» Activity
After locating the line that holds "assert!(started.elapsed() >= Duration::from_millis(1200));", output it and all following lines word for word, stopping only at the end of the data.
=-=-=
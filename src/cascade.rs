//! Strategy cascade for free-form queries
//!
//! Builds an ordered list of (search text, search mode) pairs and runs them
//! one at a time against the provider:
//!
//! ```text
//!   explicit acronym?  ── yes ──► acronym variants only
//!          │ no
//!          ▼
//!   FullWord(text) → Broad(text) → [tokens > 1] acronym variants
//!
//!   acronym variants: Roman          → EnglishFirstLetters, GurmukhiFirstLetters
//!                     Gurmukhi input → GurmukhiFirstLetters
//! ```
//!
//! Every call waits out the pacing delay first and is bounded by the
//! per-call timeout. Timeouts, provider errors and empty responses skip to
//! the next strategy. The first strategy whose best candidate clears the
//! threshold wins.

use std::sync::Arc;
use std::time::Duration;

use banidb_client::{ScriptureProvider, SearchRequest};
use gurbani_types::{Script, SearchMode, VerseCandidate};
use tracing::{debug, info, instrument, warn};

use crate::config::{ResolverConfig, ScoringConfig};
use crate::normalize::Query;
use crate::scoring::{threshold, Scorer};

/// One planned search call
#[derive(Debug, Clone, PartialEq, Eq)]
pub struct Strategy {
    pub text: String,
    pub mode: SearchMode,
}

impl Strategy {
    fn new(text: &str, mode: SearchMode) -> Self {
        Self {
            text: text.to_string(),
            mode,
        }
    }
}

/// Candidate that cleared the threshold
#[derive(Debug, Clone, PartialEq)]
pub struct CascadeHit {
    pub candidate: VerseCandidate,
    pub confidence: u8,
    pub mode: SearchMode,
}

/// Acronym search modes worth trying for a script
fn acronym_modes(script: Script) -> &'static [SearchMode] {
    match script {
        Script::Roman => &[
            SearchMode::EnglishFirstLetters,
            SearchMode::GurmukhiFirstLetters,
        ],
        Script::Native | Script::SecondaryIndic => &[SearchMode::GurmukhiFirstLetters],
    }
}

/// Ordered strategies for a query
pub fn build_strategies(query: &Query) -> Vec<Strategy> {
    let acronym_variants = || {
        let acronym = query.acronym();
        acronym_modes(query.script())
            .iter()
            .filter(move |_| !acronym.is_empty())
            .map(move |mode| Strategy::new(acronym, *mode))
    };

    if query.is_explicit_acronym() {
        return acronym_variants().collect();
    }

    let text = query.search_text();
    let mut strategies = Vec::new();
    if !text.is_empty() {
        strategies.push(Strategy::new(text, SearchMode::FullWord));
        strategies.push(Strategy::new(text, SearchMode::Broad));
    }
    if query.token_count() > 1 {
        strategies.extend(acronym_variants());
    }
    strategies
}

pub struct StrategyCascade {
    provider: Arc<dyn ScriptureProvider>,
    pacing_delay: Duration,
    call_timeout: Duration,
    source: String,
    result_limit: usize,
    scoring: ScoringConfig,
}

impl StrategyCascade {
    pub fn new(provider: Arc<dyn ScriptureProvider>, config: &ResolverConfig) -> Self {
        Self {
            provider,
            pacing_delay: config.cascade.pacing_delay(),
            call_timeout: config.cascade.call_timeout(),
            source: config.provider.source.clone(),
            result_limit: config.provider.result_limit,
            scoring: config.scoring.clone(),
        }
    }

    /// Candidates for one strategy; `None` means skip
    async fn attempt(&self, strategy: &Strategy) -> Option<Vec<VerseCandidate>> {
        tokio::time::sleep(self.pacing_delay).await;

        let request = SearchRequest::new(&strategy.text, strategy.mode)
            .with_source(&self.source)
            .with_limit(self.result_limit);

        match tokio::time::timeout(self.call_timeout, self.provider.search(&request)).await {
            Ok(Ok(candidates)) if candidates.is_empty() => {
                debug!(mode = %strategy.mode, "No candidates");
                None
            }
            Ok(Ok(candidates)) => Some(candidates),
            Ok(Err(e)) => {
                warn!(mode = %strategy.mode, error = %e, "Search failed, skipping strategy");
                None
            }
            Err(_) => {
                warn!(
                    mode = %strategy.mode,
                    timeout_ms = self.call_timeout.as_millis() as u64,
                    "Search timed out, skipping strategy"
                );
                None
            }
        }
    }

    /// Run the cascade; `None` when no strategy clears the threshold
    #[instrument(skip(self, query), fields(query = %query.search_text(), script = ?query.script()))]
    pub async fn run(&self, query: &Query) -> Option<CascadeHit> {
        let strategies = build_strategies(query);
        let scorer = Scorer::new(query);
        let required = threshold(&self.scoring, query.normalized_len());
        debug!(
            strategies = strategies.len(),
            threshold = required,
            "Starting cascade"
        );

        for strategy in &strategies {
            let Some(candidates) = self.attempt(strategy).await else {
                continue;
            };
            let Some(best) = scorer.select_best(&candidates, strategy.mode) else {
                continue;
            };
            let candidate = &candidates[best];
            let confidence = scorer.confidence(candidate, strategy.mode);
            debug!(
                mode = %strategy.mode,
                verse_id = candidate.verse_id,
                confidence,
                "Best candidate"
            );

            if confidence >= required {
                info!(
                    mode = %strategy.mode,
                    verse_id = candidate.verse_id,
                    shabad_id = candidate.shabad_id,
                    confidence,
                    "Cascade matched"
                );
                return Some(CascadeHit {
                    candidate: candidate.clone(),
                    confidence,
                    mode: strategy.mode,
                });
            }
        }

        info!("Cascade exhausted without a match");
        None
    }
}

#[cfg(test)]
mod tests {
    use super::*;
    use async_trait::async_trait;
    use banidb_client::InMemoryProvider;
    use gurbani_types::{CatalogEntry, Composition, CompositionRef};

    fn modes(strategies: &[Strategy]) -> Vec<SearchMode> {
        strategies.iter().map(|s| s.mode).collect()
    }

    #[test]
    fn test_roman_sentence_strategies() {
        let strategies = build_strategies(&Query::text("Thir Ghar Baiso"));
        assert_eq!(
            modes(&strategies),
            vec![
                SearchMode::FullWord,
                SearchMode::Broad,
                SearchMode::EnglishFirstLetters,
                SearchMode::GurmukhiFirstLetters,
            ]
        );
        assert_eq!(strategies[0].text, "thir ghar baiso");
        assert_eq!(strategies[2].text, "tgb");
    }

    #[test]
    fn test_single_word_skips_acronym() {
        let strategies = build_strategies(&Query::text("sachiaar"));
        assert_eq!(modes(&strategies), vec![SearchMode::FullWord, SearchMode::Broad]);
    }

    #[test]
    fn test_explicit_acronym_skips_full_text() {
        let strategies = build_strategies(&Query::new("t g b", None, true));
        assert_eq!(
            modes(&strategies),
            vec![
                SearchMode::EnglishFirstLetters,
                SearchMode::GurmukhiFirstLetters
            ]
        );
        assert!(strategies.iter().all(|s| s.text == "tgb"));
    }

    #[test]
    fn test_gurmukhi_uses_gurmukhi_letters_only() {
        let strategies = build_strategies(&Query::text("ਸੋ ਸਤਿਗੁਰੁ ਪਿਆਰਾ"));
        assert_eq!(
            modes(&strategies),
            vec![
                SearchMode::FullWord,
                SearchMode::Broad,
                SearchMode::GurmukhiFirstLetters
            ]
        );
        assert_eq!(strategies[2].text, "ਸਸਪ");
    }

    #[test]
    fn test_devanagari_searches_transliterated_text() {
        let strategies = build_strategies(&Query::text("वाहेगुरु"));
        assert_eq!(strategies[0].text, "ਵਾਹੇਗੁਰੁ");
    }

    fn quick_config() -> ResolverConfig {
        let mut config = ResolverConfig::default();
        config.cascade.pacing_delay_ms = 0;
        config
    }

    fn hit(verse_id: u32, transliteration: &str) -> VerseCandidate {
        VerseCandidate {
            verse_id,
            shabad_id: 900,
            gurmukhi: String::new(),
            transliteration: transliteration.to_string(),
        }
    }

    #[tokio::test]
    async fn test_failures_and_empty_results_are_skipped() {
        let provider = Arc::new(
            InMemoryProvider::new()
                .failing_mode(SearchMode::FullWord)
                .with_search_results("thir ghar baiso", SearchMode::Broad, vec![])
                .with_search_results(
                    "tgb",
                    SearchMode::EnglishFirstLetters,
                    vec![hit(1, "thir ghar baiso har jan")],
                ),
        );
        let cascade = StrategyCascade::new(provider.clone(), &quick_config());
        let result = cascade.run(&Query::text("thir ghar baiso")).await.unwrap();

        assert_eq!(result.mode, SearchMode::EnglishFirstLetters);
        assert_eq!(result.candidate.verse_id, 1);
        assert_eq!(result.confidence, 70);
        assert_eq!(provider.searches().len(), 3);
    }

    #[tokio::test]
    async fn test_stops_at_first_strategy_over_threshold() {
        let provider = Arc::new(InMemoryProvider::new().with_search_results(
            "thir ghar baiso",
            SearchMode::FullWord,
            vec![hit(1, "sach kahon"), hit(2, "thir ghar baiso har jan piaare")],
        ));
        let cascade = StrategyCascade::new(provider.clone(), &quick_config());
        let result = cascade.run(&Query::text("thir ghar baiso")).await.unwrap();

        assert_eq!(result.candidate.verse_id, 2);
        assert_eq!(result.mode, SearchMode::FullWord);
        assert!(result.confidence >= 80);
        assert_eq!(provider.searches().len(), 1);
        assert_eq!(provider.searches()[0].source, "all");
        assert_eq!(provider.searches()[0].limit, 50);
    }

    /// Full-word searches stall past the call timeout; other modes answer
    struct StalledFullWord {
        results: Vec<VerseCandidate>,
    }

    #[async_trait]
    impl ScriptureProvider for StalledFullWord {
        async fn search(
            &self,
            request: &SearchRequest,
        ) -> banidb_client::Result<Vec<VerseCandidate>> {
            if request.mode == SearchMode::FullWord {
                tokio::time::sleep(Duration::from_secs(60)).await;
            }
            Ok(self.results.clone())
        }

        async fn fetch_composition(
            &self,
            _: &CompositionRef,
        ) -> banidb_client::Result<Option<Composition>> {
            Ok(None)
        }

        async fn fetch_catalog(&self) -> banidb_client::Result<Vec<CatalogEntry>> {
            Ok(vec![])
        }
    }

    #[tokio::test(start_paused = true)]
    async fn test_timed_out_strategy_is_skipped() {
        let provider = Arc::new(StalledFullWord {
            results: vec![hit(7, "thir ghar baiso har jan piaare")],
        });
        let cascade = StrategyCascade::new(provider, &ResolverConfig::default());
        let started = tokio::time::Instant::now();

        let result = cascade.run(&Query::text("thir ghar baiso")).await.unwrap();

        assert_eq!(result.mode, SearchMode::Broad);
        assert_eq!(result.candidate.verse_id, 7);
        assert!(result.confidence >= 80);
        // two paced calls plus one 5 s timeout, never the 60 s stall
        assert!(started.elapsed() >= Duration::from_secs(5));
        assert!(started.elapsed() < Duration::from_secs(60));
    }

    #[tokio::test(start_paused = true)]
    async fn test_pacing_delay_precedes_each_call() {
        let provider = Arc::new(InMemoryProvider::new());
        let cascade = StrategyCascade::new(provider.clone(), &ResolverConfig::default());
        let started = tokio::time::Instant::now();

        assert!(cascade.run(&Query::text("zzxq flkk")).await.is_none());
        assert_eq!(provider.searches().len(), 4);
        assert!(started.elapsed() >= Duration::from_millis(1200));
    }
}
=-=-=
» Answer to this exercise
        assert!(started.elapsed() >= Duration::from_millis(1200));
    }
}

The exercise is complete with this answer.